Ergodicity and limit distribution of open quantum walks on the periodic graphs

Abstract

We discuss the limit distribution of open quantum walks on the periodic graphs, particularly on the cycles. We show that under certain hypothesis, we can benefit from the theory of the classical Markov chains. Thereby we can show that under certain condition the stationary distribution is unique. For certain models, we show directly the stationary distribution. We also notice that the open quantum walks cannot be always modeled as classical Markov chains by showing that it can break some classical probability rule. By providing with some examples, we show that there can be multiple stationary states for the open quantum walks on the cycles.

Appendix: Generating matrices under Hypothesis (H)

In this appendix, we give the explicit expression of the rank 1 matrices \(B^*P_iB\) and \(C^*P_iC\) for \(i=1,2\) under the Hypothesis (H).

Let us denote the unitary matrices \(U_B\) and \(U_C\) appeared in the singular value decomposition of B and C in (3.5) by

$$\begin{aligned} U_B=\left( \begin{matrix} u_{11}&{}u_{12}\\ u_{21}&{}u_{22}\end{matrix}\right) , \quad U_C=\left( \begin{matrix} v_{11}&{}v_{12}\\ v_{21}&{}v_{22}\end{matrix}\right) . \end{aligned}$$

Lemma A.1

Let B and C have the singular value decomposition as in (3.5) and satisfy the hypothesis (H). Then the rank 1 operators \(B^*P_iB\) and \(C^*P_iC\), \(i=1,2\), have the following forms:

(i) Case 1: \(0<\lambda <1\), \(0<\mu < 1\).
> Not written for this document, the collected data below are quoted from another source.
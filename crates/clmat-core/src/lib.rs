//! # clmat-core
//!
//! Dense `f64` tensors and their algebra on top of `clmat-kernels`.
//!
//! Provides:
//! - `Tensor` with the first axis varying fastest
//! - Linear index ⇄ coordinate conversion
//! - Shape fitting with replication along size-1 axes
//! - Device add/sub/scale and batched product, host-side transpose

pub mod error;
pub mod shape;
pub mod tensor;
pub mod broadcast;
pub mod context;
pub mod ops;
pub mod prelude;

pub use broadcast::{fit, fit_shapes};
pub use context::{MatContext, MAT_KERNELS, MAT_KERNEL_SOURCE};
pub use error::MatError;
pub use shape::{Coord, Shape};
pub use tensor::Tensor;

pub use clmat_kernels::{Session, SessionConfig};

pub type Result<T> = std::result::Result<T, MatError>;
$$\begin{aligned} B^*P_1B=\lambda P_1,\,\,B^*P_2B=\mu P_2\text { or }B^*P_1B=\mu P_2,\,\,B^*P_2B=\lambda P_1, \end{aligned}$$

and similarly,

$$\begin{aligned}{} & {} C^*P_1C=(1-\lambda )P_1,\,\,C^*P_2C=(1-\mu )P_2\text { or}\\{} & {} C^*P_1C=(1-\mu )P_2,\,\,C^*P_2C=(1-\lambda )P_1. \end{aligned}$$

(ii) Case 2: \(0<\lambda <1\), \(\mu =0\).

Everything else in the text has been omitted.